One range is to be output from the listing below, exactly as written: the line with "filename src/postgres/mod.rs" to the line with "validate_table_name(table)?;", both kept.

**PROVIDED ENTRIES**:
◆ ◆ ◆ ◆ ◆ ◆ ◆
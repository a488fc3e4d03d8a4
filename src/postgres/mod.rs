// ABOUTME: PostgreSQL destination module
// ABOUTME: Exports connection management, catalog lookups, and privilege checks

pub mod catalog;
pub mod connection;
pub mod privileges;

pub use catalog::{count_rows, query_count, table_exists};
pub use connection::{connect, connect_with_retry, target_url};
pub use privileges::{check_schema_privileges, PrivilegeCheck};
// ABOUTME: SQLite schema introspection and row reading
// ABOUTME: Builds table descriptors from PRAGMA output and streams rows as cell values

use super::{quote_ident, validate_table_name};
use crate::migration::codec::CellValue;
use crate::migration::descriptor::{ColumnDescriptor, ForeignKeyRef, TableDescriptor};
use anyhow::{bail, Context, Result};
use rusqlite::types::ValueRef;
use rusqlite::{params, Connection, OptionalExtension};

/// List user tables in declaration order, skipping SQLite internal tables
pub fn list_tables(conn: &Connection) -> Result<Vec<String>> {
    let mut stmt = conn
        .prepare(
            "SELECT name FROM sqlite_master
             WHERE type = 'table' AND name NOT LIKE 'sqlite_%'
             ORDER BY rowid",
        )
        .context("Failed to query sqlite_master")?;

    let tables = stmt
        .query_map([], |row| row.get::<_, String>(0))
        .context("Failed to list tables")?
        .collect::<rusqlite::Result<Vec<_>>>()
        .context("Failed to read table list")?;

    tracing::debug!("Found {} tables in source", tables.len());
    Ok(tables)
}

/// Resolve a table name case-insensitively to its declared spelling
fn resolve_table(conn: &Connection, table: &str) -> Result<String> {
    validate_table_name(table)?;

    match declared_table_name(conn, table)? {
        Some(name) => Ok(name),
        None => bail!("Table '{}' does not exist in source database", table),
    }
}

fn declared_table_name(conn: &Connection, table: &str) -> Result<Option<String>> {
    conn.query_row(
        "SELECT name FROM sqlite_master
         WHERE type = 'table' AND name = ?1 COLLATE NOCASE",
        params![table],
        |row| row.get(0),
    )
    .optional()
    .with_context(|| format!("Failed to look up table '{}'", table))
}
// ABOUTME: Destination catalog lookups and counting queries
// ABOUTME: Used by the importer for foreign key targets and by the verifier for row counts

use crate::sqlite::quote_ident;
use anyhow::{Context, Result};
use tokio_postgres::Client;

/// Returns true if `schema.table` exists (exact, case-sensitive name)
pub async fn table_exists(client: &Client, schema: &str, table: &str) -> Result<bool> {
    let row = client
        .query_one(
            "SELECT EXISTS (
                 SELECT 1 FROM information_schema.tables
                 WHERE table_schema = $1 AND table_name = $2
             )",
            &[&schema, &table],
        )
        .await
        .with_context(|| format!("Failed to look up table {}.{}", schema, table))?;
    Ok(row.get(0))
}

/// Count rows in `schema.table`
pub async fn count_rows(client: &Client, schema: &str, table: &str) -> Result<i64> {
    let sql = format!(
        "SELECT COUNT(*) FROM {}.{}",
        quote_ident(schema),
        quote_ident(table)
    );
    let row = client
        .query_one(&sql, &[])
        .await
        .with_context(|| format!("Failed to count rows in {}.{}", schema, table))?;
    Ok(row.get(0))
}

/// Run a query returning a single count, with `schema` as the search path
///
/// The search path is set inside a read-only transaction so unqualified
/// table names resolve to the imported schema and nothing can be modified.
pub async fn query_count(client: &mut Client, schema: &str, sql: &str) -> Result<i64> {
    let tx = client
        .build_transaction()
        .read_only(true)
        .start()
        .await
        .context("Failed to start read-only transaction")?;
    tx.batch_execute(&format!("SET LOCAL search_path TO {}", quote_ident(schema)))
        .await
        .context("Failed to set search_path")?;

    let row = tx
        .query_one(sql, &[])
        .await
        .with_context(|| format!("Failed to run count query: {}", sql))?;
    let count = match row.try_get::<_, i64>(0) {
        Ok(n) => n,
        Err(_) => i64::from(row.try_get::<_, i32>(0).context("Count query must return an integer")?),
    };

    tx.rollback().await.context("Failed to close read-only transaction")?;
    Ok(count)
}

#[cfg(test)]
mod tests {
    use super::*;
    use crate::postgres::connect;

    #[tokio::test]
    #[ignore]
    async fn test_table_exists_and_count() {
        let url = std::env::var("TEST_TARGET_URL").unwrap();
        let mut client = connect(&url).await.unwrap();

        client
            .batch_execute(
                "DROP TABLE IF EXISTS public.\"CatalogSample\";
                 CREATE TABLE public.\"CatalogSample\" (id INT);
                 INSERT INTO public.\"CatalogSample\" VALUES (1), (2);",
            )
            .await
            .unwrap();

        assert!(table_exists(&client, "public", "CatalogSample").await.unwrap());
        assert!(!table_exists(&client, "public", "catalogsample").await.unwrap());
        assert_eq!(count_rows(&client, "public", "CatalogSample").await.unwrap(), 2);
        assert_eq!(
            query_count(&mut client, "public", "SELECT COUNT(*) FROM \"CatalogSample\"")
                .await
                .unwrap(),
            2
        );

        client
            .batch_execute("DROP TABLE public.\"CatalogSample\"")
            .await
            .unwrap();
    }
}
◆ ◆ ◆ ◆ ◆ ◆ ◆
**RESPONSE TO THIS TASK**:
filename src/postgres/mod.rs
// ABOUTME: PostgreSQL destination module
// ABOUTME: Exports connection management, catalog lookups, and privilege checks

pub mod catalog;
pub mod connection;
pub mod privileges;

pub use catalog::{count_rows, query_count, table_exists};
pub use connection::{connect, connect_with_retry, target_url};
pub use privileges::{check_schema_privileges, PrivilegeCheck};
// ABOUTME: SQLite schema introspection and row reading
// ABOUTME: Builds table descriptors from PRAGMA output and streams rows as cell values

use super::{quote_ident, validate_table_name};
use crate::migration::codec::CellValue;
use crate::migration::descriptor::{ColumnDescriptor, ForeignKeyRef, TableDescriptor};
use anyhow::{bail, Context, Result};
use rusqlite::types::ValueRef;
use rusqlite::{params, Connection, OptionalExtension};

/// List user tables in declaration order, skipping SQLite internal tables
pub fn list_tables(conn: &Connection) -> Result<Vec<String>> {
    let mut stmt = conn
        .prepare(
            "SELECT name FROM sqlite_master
             WHERE type = 'table' AND name NOT LIKE 'sqlite_%'
             ORDER BY rowid",
        )
        .context("Failed to query sqlite_master")?;

    let tables = stmt
        .query_map([], |row| row.get::<_, String>(0))
        .context("Failed to list tables")?
        .collect::<rusqlite::Result<Vec<_>>>()
        .context("Failed to read table list")?;

    tracing::debug!("Found {} tables in source", tables.len());
    Ok(tables)
}

/// Resolve a table name case-insensitively to its declared spelling
fn resolve_table(conn: &Connection, table: &str) -> Result<String> {
    validate_table_name(table)?;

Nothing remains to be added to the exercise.